Couples and friends have curled up on the floor and on the bench seats, some under blankets. Scattered cushions create intimate meeting spaces. Alone, a man dances. The stage is empty, the beats seeming to unfold of their own accord. We are waiting for the next performance.
Each party is its own planet; each planet has its own seasons. And earlier, before the sun went down, it all looked completely different. A chorus processional wove from outside Carriageworks, through the foyer, representing The Creation Project – artist Deborah Kelly’s “queer insurrectionary climate change religion”. This is a community-building, crowd-sourced, pleasure-based belief system expressed in ritual garments (James Lionel King), choreography (by Angela Goh) and the sharing of food (small cups of vegan, gluten-free mushroom broth offered to everyone in attendance).
The chorus performed SJ Norman’s eight-chapter Liturgy, which spins out into a soundscape by Stereogamous and towards the end becomes something almost infectious. “May we sustain each other,” the chorus proclaimed, and as they danced into the party and became a part of its moving constellation of bodies, earnestness gave way, finally, to irreverence. It was as though we had been blessed in our journey of pleasure-seeking.
After Creation, what else could be done but to honour it?
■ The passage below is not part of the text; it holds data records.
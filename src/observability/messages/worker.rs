// Copyright (c) 2025 Steve Wagner (ciroque@live.com)
// SPDX-License-Identifier: MIT

//! Message types actors send through the aggregated log channel.
//!
//! These only implement `Display`: the text is shipped to the relay's log
//! aggregator, which attaches the worker identity and emits the event.

use std::fmt::{Display, Formatter};

/// Lifecycle transition of a single worker.
///
/// # Example
/// ```
/// use the_relay::observability::messages::worker::Lifecycle;
///
/// assert_eq!(Lifecycle::StartingUp.to_string(), "starting up");
/// ```
#[derive(Debug, Clone, Copy, PartialEq, Eq)]
pub enum Lifecycle {
    StartingUp,
    RunningLoop,
    LeavingLoop,
    ShuttingDown,
    ShutDownComplete,
}

impl Display for Lifecycle {
    fn fmt(&self, f: &mut Formatter) -> std::fmt::Result {
        let text = match self {
            Lifecycle::StartingUp => "starting up",
            Lifecycle::RunningLoop => "running loop",
            Lifecycle::LeavingLoop => "leaving loop",
            Lifecycle::ShuttingDown => "shutting down",
            Lifecycle::ShutDownComplete => "shut down complete",
        };
        f.write_str(text)
    }
}

/// A termination token arrived on the inbound channel.
pub struct PoisonReceived {
    pub received: usize,
    pub expected: usize,
}

impl Display for PoisonReceived {
    fn fmt(&self, f: &mut Formatter) -> std::fmt::Result {
        write!(f, "received {}/{} poison pills", self.received, self.expected)
    }
}

/// Termination tokens were sent downstream.
pub struct PoisonSent {
    pub count: usize,
}

impl Display for PoisonSent {
    fn fmt(&self, f: &mut Formatter) -> std::fmt::Result {
        write!(f, "sent {} poison pills downstream", self.count)
    }
}

/// Every upstream context ended before delivering all termination tokens.
pub struct InboxClosedEarly {
    pub received: usize,
    pub expected: usize,
}

impl Display for InboxClosedEarly {
    fn fmt(&self, f: &mut Formatter) -> std::fmt::Result {
        write!(
            f,
            "inbound channel closed after {}/{} poison pills",
            self.received, self.expected
        )
    }
}

/// A lifecycle hook failed.
pub struct HookFailed<'a> {
    pub phase: &'a str,
    pub error: &'a str,
}

impl Display for HookFailed<'_> {
    fn fmt(&self, f: &mut Formatter) -> std::fmt::Result {
        write!(f, "{} failed: {}", self.phase, self.error)
    }
}
/// Logger label used for aggregated actor output when none is configured
pub const DEFAULT_LOGGER: &str = "the_relay";
/// Prefix for stages connected without an explicit name (`stage-0`, `stage-1`, ...)
pub const DEFAULT_STAGE_PREFIX: &str = "stage";
/// Channel capacity meaning "unbounded"
pub const UNBOUNDED: usize = 0;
Over in the 24-hour Grumble Boogie, I caught a video instructional guide to Ecosexercise by Dr Annie Sprinkle and Beth Stevens – a joyful, camp encouragement of self- and environmental love.
Each time I stepped into the Grumble Bookie – whether it was daylight or dark – it was always suffused with warmth. Whether it was meditative beats by HipHopHoe, performance art to honour ancestors, or Auslan-interpreted workouts led by Grumble, the sense was one of being held and uplifted; a celebration of self to celebrate and protect others. As we exercised together, led by Grumble, her refrain – “Thank you, body” – started to settle, morph and grow. Call it movement as communion.
Across the hours, we moved, and so did the parties. Performance art, drumming, dance. Meditation, video offerings, dance. As works designed to nurture community, as an expression of pride and solidarity, I found my highlights to be the personal and the recognisable. Talking in the middle of the night with friends I love; discovering another person I know across a room and rushing, delighted, towards them. Dancing under the lights, my body an expression of feeling. Eating hot chips on the floor, handed to me by event staff, as it reached 4am – the unexpected pleasures of food. Being offered a drink from a performer, and taking it.
As parties, they were fun, a little exciting. As vessels of curated live performance, they were a glimpse at creative minds trying to re-make the city into something more caring and more inclusive. I talked with lovely strangers turned comrades about what pride means to us, and how we find our people in Sydney, which is gorgeous and full of possibilities and terrifyingly tough to crack. As an opportunity for dialogue, it felt essential.
I lingered into the early hours, when you could almost taste the sunrise, to see Betty Grumble perform one more time. She danced with a diaphanous red fabric – waltzed with it like a lover, created new shapes out of nothing. She stood on her head and sprouted a sunflower. She made the inanimate alive. I was with my friends, blooming. She made us alive.